YOUR OBJECTIVE: All lines from the one containing "tokens in a" down to the one containing "const MIN_TOKEN_CHARS: usize = 2;", both ends included, are to be given again exactly; omit the rest of the listing below.
┌─ RECORDS FOR PROCESSING
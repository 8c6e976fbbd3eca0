//! Name propagation
//!
//! A name found through a labeled rule ("Patient: KJ Burmaster") is split
//! into tokens, and every bare whole-word occurrence of those tokens in a
//! buffer is flagged as well. Tokens may come from the buffer itself or from
//! other pages of the same document.

use super::patterns::PatternCatalog;
use super::resolver::SpanClaims;
use crate::domain::{RedactorError, Result};
use crate::redaction::models::{NameTokenSet, PhiCategory, PhiMatch};

/// Confidence assigned to propagated name occurrences
pub const PROPAGATED_CONFIDENCE: f32 = 0.85;

/// Minimum token length in characters
const MIN_TOKEN_CHARS: usize = 2;

/// Extract proper-name tokens from the NAME matches in `matches`
///
/// Titles, role labels and credentials are dropped, as are fragments shorter
/// than two characters.
pub fn extract_name_tokens(matches: &[PhiMatch], catalog: &PatternCatalog) -> NameTokenSet {
    name_tokens(matches.iter(), catalog)
}

pub(crate) fn name_tokens<'a>(
    matches: impl Iterator<Item = &'a PhiMatch>,
    catalog: &PatternCatalog,
) -> NameTokenSet {
    let mut tokens = NameTokenSet::new();
    for m in matches.filter(|m| m.category == PhiCategory::Name) {
        for token in catalog.name_token_pattern().find_iter(&m.text) {
            let token = token.as_str();
            if token.chars().count() >= MIN_TOKEN_CHARS && !catalog.is_label_word(token) {
                tokens.insert(token.to_string());
            }
        }
    }
    tokens
}

/// Flag every whole-word, case-sensitive occurrence of each token
///
/// Tokens are visited in sorted order. An occurrence already claimed by a
/// POSSIBLE_NAME guess becomes NAME: an exact-span guess is promoted, and a
/// wider guess is split around the token.
pub(crate) fn propagate(text: &str, tokens: &NameTokenSet, claims: &mut SpanClaims) -> Result<()> {
    for token in tokens {
        let pattern = regex::Regex::new(&format!(r"\b{}\b", regex::escape(token)))
            .map_err(|e| RedactorError::Pattern(format!("Invalid name token '{token}': {e}")))?;

        for hit in pattern.find_iter(text) {
            let candidate = PhiMatch::new(
                hit.as_str(),
                PhiCategory::Name,
                hit.start(),
                hit.end(),
                PROPAGATED_CONFIDENCE,
            );
            if claims.offer(candidate.clone())
                || claims.promote_to_name(hit.start(), hit.end(), PROPAGATED_CONFIDENCE)
            {
                continue;
            }
            claims.carve_name(candidate);
        }
    }
    Ok(())
}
└─
TASK RESPONSE:
//! into tokens, and every bare whole-word occurrence of those tokens in a
//! buffer is flagged as well. Tokens may come from the buffer itself or from
//! other pages of the same document.

use super::patterns::PatternCatalog;
use super::resolver::SpanClaims;
use crate::domain::{RedactorError, Result};
use crate::redaction::models::{NameTokenSet, PhiCategory, PhiMatch};

/// Confidence assigned to propagated name occurrences
pub const PROPAGATED_CONFIDENCE: f32 = 0.85;

/// Minimum token length in characters
const MIN_TOKEN_CHARS: usize = 2;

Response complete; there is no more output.